YOUR OBJECTIVE
Copy out the lines below that hold the word "FieldType".

(Records excerpted from a collection)
-- Opening Marker --
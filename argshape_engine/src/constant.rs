pub(crate) const HELP_NAME: &str = "help";
pub(crate) const HELP_SHORT: char = 'h';
pub(crate) const HELP_MESSAGE: &str = "Show this help message and exit.";
pub(crate) const FLAG_PREFIX: char = '-';
pub(crate) const OPTIONS_TERMINATOR: &str = "--";
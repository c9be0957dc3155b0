use argshape::prelude::*;

fn main() -> Result<(), Error> {
    let signature = Signature::new("greet")
        .param(Param::new("name").typed::<String>())
        .param(Param::new("times").typed::<u8>().default(1u8))
        .param(
            Param::new("shout")
                .typed::<bool>()
                .default(false)
                .metadata(Metadata::default().with("help", "Use capital letters.")),
        );

    App::signature("greet", signature, |record| {
        let name = record.get::<String>("name").cloned().unwrap_or_default();
        let times = record.get::<u8>("times").copied().unwrap_or(1);
        let greeting = if record.get::<bool>("shout") == Some(&true) {
            format!("HELLO {}", name.to_uppercase())
        } else {
            format!("Hello {name}")
        };

        for _ in 0..times {
            println!("{greeting}");
        }
    })
    .run()
}
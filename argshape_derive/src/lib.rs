//! Derive macros for `argshape`.
//!
//! These are re-exported through `argshape::derive` and `argshape::prelude`; depend on `argshape` rather than this crate directly.
extern crate proc_macro;

mod generate;
mod load;
mod model;

use crate::model::{DeriveEnumeration, DeriveShape};
use proc_macro::TokenStream;
use proc_macro2::TokenStream as TokenStream2;

/// Implements `argshape::Shape` and `argshape::FieldType` for a struct with named fields.
///
/// Container attributes: `about = ".."`, `multiple_positionals`.
/// Field attributes: `base`, `positional`, `args = [..]`, `help = ".."`, `choices = [..]`, `cmdline = bool`,
/// `allow_short_flag`, `short_flag = 'x'`, `default = expr`, `default_factory = path`.
#[proc_macro_derive(Shape, attributes(argshape))]
pub fn shape(input: TokenStream) -> TokenStream {
    let derive_input = syn::parse_macro_input!(input as syn::DeriveInput);

    match DeriveShape::try_from(derive_input) {
        Ok(shape) => TokenStream2::from(shape).into(),
        Err(error) => error.to_compile_error().into(),
    }
}

/// Implements `argshape::ShapeEnum`, `argshape::FieldType` and `Display` for an enum of unit variants.
///
/// Container attribute: `rename_all = ".."`.
/// Variant attribute: `name = ".."`.
#[proc_macro_derive(ShapeEnum, attributes(argshape))]
pub fn shape_enum(input: TokenStream) -> TokenStream {
    let derive_input = syn::parse_macro_input!(input as syn::DeriveInput);

    match DeriveEnumeration::try_from(derive_input) {
        Ok(enumeration) => TokenStream2::from(enumeration).into(),
        Err(error) => error.to_compile_error().into(),
    }
}

/// Declares a function as a command.
///
/// Generates a `{Name}Args` struct carrying one field per parameter, which implements `argshape::Shape` and `argshape::Invocation`.
/// Parameters accept the same attributes as the fields of `#[derive(Shape)]`, while the macro arguments accept the container attributes.
#[proc_macro_attribute]
pub fn command(arguments: TokenStream, item: TokenStream) -> TokenStream {
    let function = syn::parse_macro_input!(item as syn::ItemFn);

    match load::load_command(arguments.into(), function) {
        Ok(command) => TokenStream2::from(command).into(),
        Err(error) => error.to_compile_error().into(),
    }
}
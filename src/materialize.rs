use argshape_engine::{Entry, Namespace};

use crate::error::ShapeError;
use crate::reflect::{Shape, Values};
use crate::schema::Schema;
use crate::types::TypeKind;

#[cfg(feature = "tracing_debug")]
use tracing::debug;

/// Convert the raw namespace of a parse into field values.
///
/// 1. Positional entries stored under a key other than their field name move to the field name.
/// 2. Entries which were not supplied are dropped, so that the field falls back to its own default.
/// 3. Sequences are joined into the field's declared collection type.
pub fn materialize(schema: &Schema, mut namespace: Namespace) -> Result<Values, ShapeError> {
    let shape = schema.shape();

    for (storage_key, field) in schema.positional_keys() {
        if storage_key != field {
            if let Some(entry) = namespace.remove(storage_key) {
                namespace.insert(field, entry);
            }
        }
    }

    namespace.retain(|_, entry| entry.is_supplied());
    let mut values = Values::new(shape.name());

    for (key, entry) in namespace {
        let field = shape
            .get(&key)
            .ok_or_else(|| ShapeError::UnexpectedField {
                shape: shape.name().to_string(),
                field: key.clone(),
            })?;
        let mismatch = || ShapeError::TypeMismatch {
            shape: shape.name().to_string(),
            field: key.clone(),
            expected: field.declared_type().name().to_string(),
        };

        let value = match entry {
            Entry::Single(value) => value,
            Entry::Multiple(items) => match field.declared_type().kind() {
                TypeKind::Repeated { join, .. } => join(items).map_err(|_| mismatch())?,
                _ => return Err(mismatch()),
            },
            Entry::NotSupplied => unreachable!("internal error - unsupplied entries were dropped"),
        };

        #[cfg(feature = "tracing_debug")]
        {
            debug!("Materialized {key}: {value:?}.");
        }

        values.insert(key, value);
    }

    Ok(values)
}

/// Materialize the namespace, and construct the shape from it.
pub fn construct<S: Shape>(schema: &Schema, namespace: Namespace) -> Result<S, ShapeError> {
    let mut values = materialize(schema, namespace)?;
    S::from_values(&mut values)
}

#[cfg(test)]
mod tests {
    use super::*;
    use crate::reflect::{FieldDescriptor, Metadata, ShapeInfo};
    use crate::schema::SchemaBuilder;
    use argshape_engine::Value;

    fn schema() -> Schema {
        let shape = ShapeInfo::new("Ln")
            .multiple_positionals(true)
            .field(
                FieldDescriptor::of::<String>("input")
                    .with_metadata(Metadata::default().with("args", ["source"])),
            )
            .field(
                FieldDescriptor::of::<Vec<u32>>("my_special")
                    .with_metadata(Metadata::default().with("positional", true)),
            )
            .field(FieldDescriptor::of::<bool>("force"));
        SchemaBuilder::new("ln").build(&shape).unwrap()
    }

    #[test]
    fn materialize_rekeys() {
        // Setup
        let schema = schema();
        let namespace = schema.parse_tokens(&["a", "2", "4", "--force"]).unwrap();

        // Execute
        let mut values = materialize(&schema, namespace).unwrap();

        // Verify
        assert_eq!(values.len(), 3);
        assert_eq!(values.take::<String>("input").unwrap(), Some("a".to_string()));
        assert_eq!(
            values.take::<Vec<u32>>("my_special").unwrap(),
            Some(vec![2, 4])
        );
        assert_eq!(values.take::<bool>("force").unwrap(), Some(true));
        assert!(!values.contains("source"));
        assert!(!values.contains("my-special"));
    }

    #[test]
    fn materialize_drops_unsupplied() {
        // Setup
        let schema = schema();
        let namespace = schema.parse_tokens(&[]).unwrap();

        // Execute
        let values = materialize(&schema, namespace).unwrap();

        // Verify
        assert!(!values.contains("input"));
        assert!(values.contains("my_special"));
        assert!(values.contains("force"));
    }

    #[test]
    fn materialize_unexpected() {
        // Setup
        let schema = schema();
        let mut namespace = schema.parse_tokens(&[]).unwrap();
        namespace.insert("other", Entry::Single(Value::new(1u8)));

        // Execute
        let error = materialize(&schema, namespace).unwrap_err();

        // Verify
        assert_eq!(
            error,
            ShapeError::UnexpectedField {
                shape: "Ln".to_string(),
                field: "other".to_string(),
            }
        );
    }

    #[test]
    fn materialize_mismatch() {
        // Setup
        let schema = schema();
        let mut namespace = schema.parse_tokens(&[]).unwrap();
        namespace.insert("my-special", Entry::Multiple(vec![Value::new("x".to_string())]));

        // Execute
        let error = materialize(&schema, namespace).unwrap_err();

        // Verify
        assert_eq!(
            error,
            ShapeError::TypeMismatch {
                shape: "Ln".to_string(),
                field: "my_special".to_string(),
                expected: "Vec<u32>".to_string(),
            }
        );
    }
}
-- Closing Marker --
WRITTEN ANSWER
/// Implements `argshape::Shape` and `argshape::FieldType` for a struct with named fields.
/// Implements `argshape::ShapeEnum`, `argshape::FieldType` and `Display` for an enum of unit variants.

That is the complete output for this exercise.